What is being asked - If a line below contains the string "healthcheck", copy it out.

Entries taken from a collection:
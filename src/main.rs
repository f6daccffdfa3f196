use axum::extract::State;
use axum::http::{header, StatusCode};
use axum::response::IntoResponse;
use axum::routing::get;
use axum::{Json, Router};
use axum_prometheus::PrometheusMetricLayer;
use chrono::{Local, NaiveDate};
use clap::{Args, Parser, Subcommand};
use concurso_hub::auth::{auth_router, AuthStub};
use concurso_hub::config::AppConfig;
use concurso_hub::error::AppError;
use concurso_hub::listings::{
    cards::ConcursoCardView, listing_router, query, ConcursoCatalog, FacetName, FacetSelections,
    ListingQuery, ListingState,
};
use concurso_hub::telemetry;
use metrics_exporter_prometheus::PrometheusHandle;
use serde_json::json;
use std::sync::atomic::{AtomicBool, Ordering};
use std::sync::Arc;
use std::time::Duration;
use tracing::info;

#[derive(Clone)]
struct AppState {
    readiness: Arc<AtomicBool>,
    metrics: PrometheusHandle,
}

#[derive(Parser, Debug)]
#[command(
    name = "Concurso Hub",
    about = "Search and filter public-sector exam announcements from the command line or over HTTP",
    version
)]
struct Cli {
    #[command(subcommand)]
    command: Option<Command>,
}

#[derive(Subcommand, Debug)]
enum Command {
    /// Start the HTTP service (default command)
    Serve(ServeArgs),
    /// Run a one-shot listing query against the bundled catalog
    Search(SearchArgs),
}

#[derive(Args, Debug, Default)]
struct ServeArgs {
    /// Override the configured host for the HTTP server
    #[arg(long)]
    host: Option<String>,
    /// Override the configured port for the HTTP server
    #[arg(long)]
    port: Option<u16>,
}

#[derive(Args, Debug, Default)]
struct SearchArgs {
    /// Free-text search over title, organization, and location
    #[arg(long, default_value = "")]
    term: String,
    /// Schooling level filter (repeatable): secondary, technical, higher
    #[arg(long = "level")]
    levels: Vec<String>,
    /// Sphere filter (repeatable): federal, state, municipal
    #[arg(long = "sphere")]
    spheres: Vec<String>,
    /// Area filter (repeatable), e.g. "jurídica"
    #[arg(long = "area")]
    areas: Vec<String>,
    /// Status filter (repeatable): open, upcoming, in_progress, closed
    #[arg(long = "status")]
    statuses: Vec<String>,
    /// Search radius in km (accepted for parity with the panel; not applied)
    #[arg(long)]
    radius_km: Option<u16>,
    /// How many pages of results to reveal
    #[arg(long, default_value_t = 1)]
    page: u32,
    /// Evaluation date for registration countdowns (defaults to today)
    #[arg(long, value_parser = parse_date)]
    today: Option<NaiveDate>,
}

#[tokio::main]
async fn main() {
    if let Err(err) = run_cli().await {
        eprintln!("application error: {err}");
        std::process::exit(1);
    }
}

async fn run_cli() -> Result<(), AppError> {
    let cli = Cli::parse();
    let command = cli
        .command
        .unwrap_or_else(|| Command::Serve(ServeArgs::default()));

    match command {
        Command::Serve(args) => run_server(args).await,
        Command::Search(args) => run_search(args),
    }
}

fn parse_date(raw: &str) -> Result<NaiveDate, String> {
    NaiveDate::parse_from_str(raw.trim(), "%Y-%m-%d")
        .map_err(|err| format!("failed to parse '{raw}' as YYYY-MM-DD ({err})"))
}

async fn run_server(mut args: ServeArgs) -> Result<(), AppError> {
    let mut config = AppConfig::load()?;

    if let Some(host) = args.host.take() {
        config.server.host = host;
    }
    if let Some(port) = args.port.take() {
        config.server.port = port;
    }

    telemetry::init(&config.telemetry)?;

    let catalog = Arc::new(ConcursoCatalog::bundled()?);
    let auth = Arc::new(AuthStub::new(Duration::from_millis(
        config.listings.simulated_delay_ms,
    )));

    let (prometheus_layer, prometheus_handle) = PrometheusMetricLayer::pair();
    let readiness_flag = Arc::new(AtomicBool::new(false));
    let state = AppState {
        readiness: readiness_flag.clone(),
        metrics: prometheus_handle,
    };

    let app = Router::new()
        .route("/health", get(healthcheck))
        .route("/ready", get(readiness_endpoint))
        .route("/metrics", get(metrics_endpoint))
        .with_state(state)
        .merge(listing_router(ListingState::new(
            catalog.clone(),
            config.listings.page_size,
        )))
        .merge(auth_router(auth))
        .layer(prometheus_layer);

    let addr = config.server.socket_addr()?;
    let listener = tokio::net::TcpListener::bind(addr).await?;
    readiness_flag.store(true, Ordering::Release);

    info!(
        ?config.environment,
        %addr,
        concursos = catalog.len(),
        "concurso listing service ready"
    );

    axum::serve(listener, app).await?;
    Ok(())
}

fn run_search(args: SearchArgs) -> Result<(), AppError> {
    let SearchArgs {
        term,
        levels,
        spheres,
        areas,
        statuses,
        radius_km,
        page,
        today,
    } = args;

    let catalog = ConcursoCatalog::bundled()?;

    let mut selections = FacetSelections::new();
    selections.set(FacetName::Level, levels);
    selections.set(FacetName::Sphere, spheres);
    selections.set(FacetName::Area, areas);
    selections.set(FacetName::Status, statuses);

    let mut listing_query = ListingQuery::default()
        .with_term(term)
        .with_selections(selections.clone())
        .with_page(page);
    if let Some(radius) = radius_km {
        listing_query.radius_km = radius;
    }

    let outcome = query::run(catalog.concursos(), &listing_query);
    let today = today.unwrap_or_else(|| Local::now().date_naive());

    render_search_results(&catalog, &selections, &outcome, today);
    Ok(())
}

fn render_search_results(
    catalog: &ConcursoCatalog,
    selections: &FacetSelections,
    outcome: &query::QueryOutcome<'_>,
    today: NaiveDate,
) {
    let chips = selections.chips(catalog);
    if chips.is_empty() {
        println!("Active filters: none");
    } else {
        let labels: Vec<&str> = chips.iter().map(|chip| chip.label.as_str()).collect();
        println!("Active filters: {}", labels.join(", "));
    }

    println!(
        "Showing {} of {} concursos ({} pages)",
        outcome.visible.len(),
        outcome.total_filtered,
        outcome.total_pages
    );

    for concurso in &outcome.visible {
        let card = ConcursoCardView::from_record(concurso, today);
        println!("\n{} — {}", card.title, card.organization);
        println!(
            "  {} | {} | {} | {} {}",
            card.status_label,
            card.sphere_label,
            card.location,
            card.openings,
            if card.openings == 1 { "vaga" } else { "vagas" }
        );
        println!(
            "  Inscrições: {} a {} | Salário: {}",
            card.registration_start, card.registration_end, card.salary
        );
        if let Some(days) = card.days_remaining {
            println!(
                "  {} {} restantes",
                days,
                if days == 1 { "dia" } else { "dias" }
            );
        }
        if let Some(exam) = card.exam_date {
            println!("  Prova: {exam}");
        }
        println!("  {}", card.detail_link);
    }
}

async fn healthcheck() -> Json<serde_json::Value> {
    Json(json!({ "status": "ok" }))
}

async fn readiness_endpoint(State(state): State<AppState>) -> impl IntoResponse {
    let ready = state.readiness.load(Ordering::Relaxed);
    let status = if ready {
        StatusCode::OK
    } else {
        StatusCode::SERVICE_UNAVAILABLE
    };

    let payload = if ready {
        json!({ "status": "ready" })
    } else {
        json!({ "status": "initializing" })
    };

    (status, Json(payload))
}

async fn metrics_endpoint(State(state): State<AppState>) -> impl IntoResponse {
    (
        StatusCode::OK,
        [(header::CONTENT_TYPE, "text/plain; version=0.0.4")],
        state.metrics.render(),
    )
}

Reply to the exercise -
        .route("/health", get(healthcheck))
async fn healthcheck() -> Json<serde_json::Value> {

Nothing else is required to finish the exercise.